To mitigate the effects of anxiety, the first step is to recognize it when it occurs. This awareness can be facilitated by identifying which of the previously presented lenses we have put on. After recognizing the significant role of our perception on a situation by identifying the mental filter(s) used, we can attempt to soothe these effects.

The list below, while not exhaustive, well illustrates the variety of anxiety repercussions:

  • noticing a reduction in task efficiency

  • having a tendency to forget things, feeling disoriented

  • having difficulty sharing positive moments with the person being helped, because anxiety overwhelms us

  • experiencing a loss of contact with the present moment, because we are caught up in anticipating the future

  • feeling like losing control, unable to do what we really desire

  • feeling a higher degree of irritability

  • seeing a need for support, but no longer knowing how to communicate it.

Being aware of the many possible effects of anxiety, it is not surprising to find such a wide variety of ways to cope with it. Nonetheless, it is important to cultivate patience, because a spiral of anxious thoughts can be compared to a snowball rolling down a slope: it cannot be stopped abruptly.
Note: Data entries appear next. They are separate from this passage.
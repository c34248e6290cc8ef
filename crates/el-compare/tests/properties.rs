//! Algebraic laws of diffing, duple canonicalization, correlation and
//! traversal order.

use el_compare::correlation::pearson;
use el_compare::{DupleId, center_out_order, diff};
use el_core::{Object, Path, Value};
use proptest::prelude::*;

fn arb_value() -> impl Strategy<Value = Value> {
    let leaf = prop_oneof![
        Just(Value::Null),
        any::<bool>().prop_map(Value::Bool),
        (-50i32..50).prop_map(|n| Value::Number(f64::from(n))),
        "[a-c]{0,2}".prop_map(Value::String),
    ];
    leaf.prop_recursive(4, 32, 4, |inner| {
        prop_oneof![
            prop::collection::vec(inner.clone(), 0..4).prop_map(Value::Array),
            prop::collection::btree_map("[a-d]", inner, 0..4)
                .prop_map(|m| Value::Object(m.into_iter().collect::<Object>())),
        ]
    })
}

fn arb_path() -> impl Strategy<Value = Path> {
    prop::collection::vec("[a-c.]{1,3}", 1..4).prop_map(Path::from_segments)
}

proptest! {
    #[test]
    fn prop_diff_of_identical_values_is_empty(a in arb_value()) {
        prop_assert!(diff(&a, &a, &Path::root()).is_empty());
    }

    #[test]
    fn prop_changed_path_set_is_symmetric(a in arb_value(), b in arb_value()) {
        let forward = diff(&a, &b, &Path::root());
        let backward = diff(&b, &a, &Path::root());
        prop_assert_eq!(forward.path_set(), backward.path_set());
        prop_assert_eq!(forward.is_empty(), a == b);
    }

    #[test]
    fn prop_duple_id_ignores_discovery_order(p in arb_path(), q in arb_path()) {
        let forward = DupleId::new(p.clone(), q.clone());
        let backward = DupleId::new(q.clone(), p.clone());
        prop_assert_eq!(&forward, &backward);
        match forward {
            Some(id) => prop_assert!(id.a() < id.b()),
            None => prop_assert_eq!(p, q),
        }
    }

    #[test]
    fn prop_correlation_is_bounded(
        pairs in prop::collection::vec((-1.0e6f64..1.0e6, -1.0e6f64..1.0e6), 0..40)
    ) {
        let (xs, ys): (Vec<f64>, Vec<f64>) = pairs.into_iter().unzip();
        if let Some(r) = pearson(&xs, &ys) {
            prop_assert!((-1.0..=1.0).contains(&r));
        }
    }

    #[test]
    fn prop_constant_series_is_undefined(
        constant in -1.0e6f64..1.0e6,
        ys in prop::collection::vec(-1.0e6f64..1.0e6, 0..40)
    ) {
        let xs = vec![constant; ys.len()];
        prop_assert_eq!(pearson(&xs, &ys), None);
    }

    #[test]
    fn prop_center_out_visits_each_point_once(n in 0usize..64, limit in prop::option::of(0usize..40)) {
        let order = center_out_order(n, limit);
        let expected = match limit {
            Some(d) => n.min(1 + 2 * d),
            None => n,
        };
        prop_assert_eq!(order.len(), expected);

        let mut sorted = order.clone();
        sorted.sort_unstable();
        sorted.dedup();
        prop_assert_eq!(sorted.len(), order.len());
        prop_assert!(order.iter().all(|&i| i < n));
        if n > 0 {
            prop_assert_eq!(order[0], n / 2);
        }
    }
}
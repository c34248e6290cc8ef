//! Structural snapshot diffing.
//!
//! Compares two `Value` trees and produces a flat list of `ChangeRecord`s, one
//! per changed leaf. Unchanged leaves ("dust") are dropped, which keeps the
//! result small relative to the snapshots and is what makes pairwise duple
//! detection affordable.
//!
//! Traversal uses an explicit work stack, so nesting depth costs heap, not
//! native stack.

use std::collections::BTreeSet;

use el_core::{Path, Snapshot, Value};
use serde::Serialize;

/// A single changed location between two values.
///
/// `None` means the key is absent on that side, which is different from a
/// present `Value::Null`.
#[derive(Debug, Clone, PartialEq, Serialize)]
pub struct ChangeRecord {
    pub path: Path,
    #[serde(skip_serializing_if = "Option::is_none")]
    pub previous: Option<Value>,
    #[serde(skip_serializing_if = "Option::is_none")]
    pub current: Option<Value>,
    #[serde(skip_serializing_if = "Option::is_none")]
    pub timestamp: Option<f64>,
}

impl ChangeRecord {
    pub fn is_addition(&self) -> bool {
        self.previous.is_none()
    }

    pub fn is_removal(&self) -> bool {
        self.current.is_none()
    }
}

fn show(v: &Option<Value>) -> String {
    match v {
        Some(v) => serde_json::to_string(v).unwrap_or_else(|_| "?".into()),
        None => "<absent>".into(),
    }
}

impl core::fmt::Display for ChangeRecord {
    fn fmt(&self, f: &mut core::fmt::Formatter<'_>) -> core::fmt::Result {
        write!(
            f,
            "{}: {} -> {}",
            self.path,
            show(&self.previous),
            show(&self.current)
        )
    }
}

/// All changes between two values, in traversal order. Paths are unique.
#[derive(Debug, Clone, Default, PartialEq, Serialize)]
#[serde(transparent)]
pub struct Diff {
    records: Vec<ChangeRecord>,
}

impl Diff {
    pub fn len(&self) -> usize {
        self.records.len()
    }

    pub fn is_empty(&self) -> bool {
        self.records.is_empty()
    }

    pub fn iter(&self) -> impl Iterator<Item = &ChangeRecord> {
        self.records.iter()
    }

    pub fn records(&self) -> &[ChangeRecord] {
        &self.records
    }

    pub fn paths(&self) -> impl Iterator<Item = &Path> {
        self.records.iter().map(|r| &r.path)
    }

    /// The set of changed paths.
    pub fn path_set(&self) -> BTreeSet<Path> {
        self.paths().cloned().collect()
    }

    pub fn get(&self, path: &Path) -> Option<&ChangeRecord> {
        self.records.iter().find(|r| &r.path == path)
    }
}

impl IntoIterator for Diff {
    type Item = ChangeRecord;
    type IntoIter = std::vec::IntoIter<ChangeRecord>;

    fn into_iter(self) -> Self::IntoIter {
        self.records.into_iter()
    }
}

enum Pending<'a> {
    Pair(Path, &'a Value, &'a Value),
    Added(Path, &'a Value),
    Removed(Path, &'a Value),
}

/// Diff two values rooted at `prefix`.
pub fn diff(previous: &Value, current: &Value, prefix: &Path) -> Diff {
    diff_at(previous, current, prefix, None)
}

/// Diff two values, stamping every record with `timestamp`.
///
/// Objects are walked over the union of their keys: the current side's key
/// order first, then keys only present on the previous side. Any other pair
/// (scalars, arrays, or mismatched kinds) is compared as a whole and yields at
/// most one record at its path.
pub fn diff_at(previous: &Value, current: &Value, prefix: &Path, timestamp: Option<f64>) -> Diff {
    let mut records = Vec::new();
    let mut work = vec![Pending::Pair(prefix.clone(), previous, current)];

    while let Some(item) = work.pop() {
        match item {
            Pending::Pair(path, Value::Object(prev), Value::Object(curr)) => {
                let mut children = Vec::with_capacity(curr.len());
                for (key, cv) in curr.iter() {
                    let child = path.child(key);
                    children.push(match prev.get(key) {
                        Some(pv) => Pending::Pair(child, pv, cv),
                        None => Pending::Added(child, cv),
                    });
                }
                for (key, pv) in prev.iter() {
                    if !curr.contains_key(key) {
                        children.push(Pending::Removed(path.child(key), pv));
                    }
                }
                // Reverse so the stack pops children in key order.
                work.extend(children.into_iter().rev());
            }
            Pending::Pair(path, prev, curr) => {
                if prev != curr {
                    records.push(ChangeRecord {
                        path,
                        previous: Some(prev.clone()),
                        current: Some(curr.clone()),
                        timestamp,
                    });
                }
            }
            Pending::Added(path, curr) => records.push(ChangeRecord {
                path,
                previous: None,
                current: Some(curr.clone()),
                timestamp,
            }),
            Pending::Removed(path, prev) => records.push(ChangeRecord {
                path,
                previous: Some(prev.clone()),
                current: None,
                timestamp,
            }),
        }
    }

    Diff { records }
}

/// Diff two consecutive snapshots; records carry the later snapshot's timestamp.
pub fn diff_snapshots(previous: &Snapshot, current: &Snapshot) -> Diff {
    diff_at(
        previous.state(),
        current.state(),
        &Path::root(),
        Some(current.timestamp()),
    )
}

/// Shape-level comparison of two arbitrary values.
#[derive(Debug, Clone, PartialEq, Serialize)]
#[serde(tag = "kind", rename_all = "snake_case")]
pub enum StructuralComparison {
    Objects {
        common_keys: Vec<String>,
        only_in_first: Vec<String>,
        only_in_second: Vec<String>,
        differences: Diff,
    },
    Arrays {
        length_diff: i64,
        common_length: usize,
        /// Differences at the first, middle and last shared index.
        sample_differences: Vec<(usize, Diff)>,
    },
    Values {
        equal: bool,
        first: Value,
        second: Value,
    },
}

/// Compare two values by shape: key sets for objects, sampled elements for arrays.
pub fn compare_structures(first: &Value, second: &Value) -> StructuralComparison {
    match (first, second) {
        (Value::Object(a), Value::Object(b)) => StructuralComparison::Objects {
            common_keys: a
                .keys()
                .filter(|k| b.contains_key(k))
                .map(String::from)
                .collect(),
            only_in_first: a
                .keys()
                .filter(|k| !b.contains_key(k))
                .map(String::from)
                .collect(),
            only_in_second: b
                .keys()
                .filter(|k| !a.contains_key(k))
                .map(String::from)
                .collect(),
            differences: diff(first, second, &Path::root()),
        },
        (Value::Array(a), Value::Array(b)) => {
            let common_length = a.len().min(b.len());
            let mut indices = BTreeSet::new();
            if common_length > 0 {
                indices.insert(0);
                indices.insert(common_length - 1);
            }
            if common_length > 2 {
                indices.insert(common_length / 2);
            }
            let sample_differences = indices
                .into_iter()
                .filter_map(|i| {
                    let d = diff(&a[i], &b[i], &Path::root().child(i.to_string()));
                    (!d.is_empty()).then_some((i, d))
                })
                .collect();
            StructuralComparison::Arrays {
                length_diff: a.len() as i64 - b.len() as i64,
                common_length,
                sample_differences,
            }
        }
        _ => StructuralComparison::Values {
            equal: first == second,
            first: first.clone(),
            second: second.clone(),
        },
    }
}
We can slow down anxiety, but its effects can linger. However, this does not mean we are not addressing it.

Exploring Some Ways to Soothe the Impacts of Anxiety

Nourishing What is Important to Us

Considering that anxiety can be nurtured, this logic implies that it is also possible to nurture something other than anxiety. Therefore, we can identify what is important to us and try to cultivate it despite the unpleasant presence of anxious effects. This can be practiced by starting a gratitude journal. Each time we feel grateful for something, we can record it in this journal. This technique allows us to connect with ourselves, counteracting the anxious thoughts that try to distance us from what matters to us.

Using Humor

Humor can also be a valuable tool for defusing the idea of a situation that terrifies us. Our thoughts may try to convince us that we will not be able to respond to catastrophic situations, so humor can help defuse the power of a thought.

Re-centering Ourselves

It can be helpful to change environments by taking a walk, trying a new recipe that inspires us, or practicing visualization techniques that have the effect of refocusing us on the present moment, as opposed to anxious thoughts that abduct us into the future. There may be times when physiological symptoms are too intense to be soothed, and it is not necessary to be hard on ourselves. During these moments, it is important to welcome ourselves as best as we can, because we will not be able to act until a little peace and security have settled within us.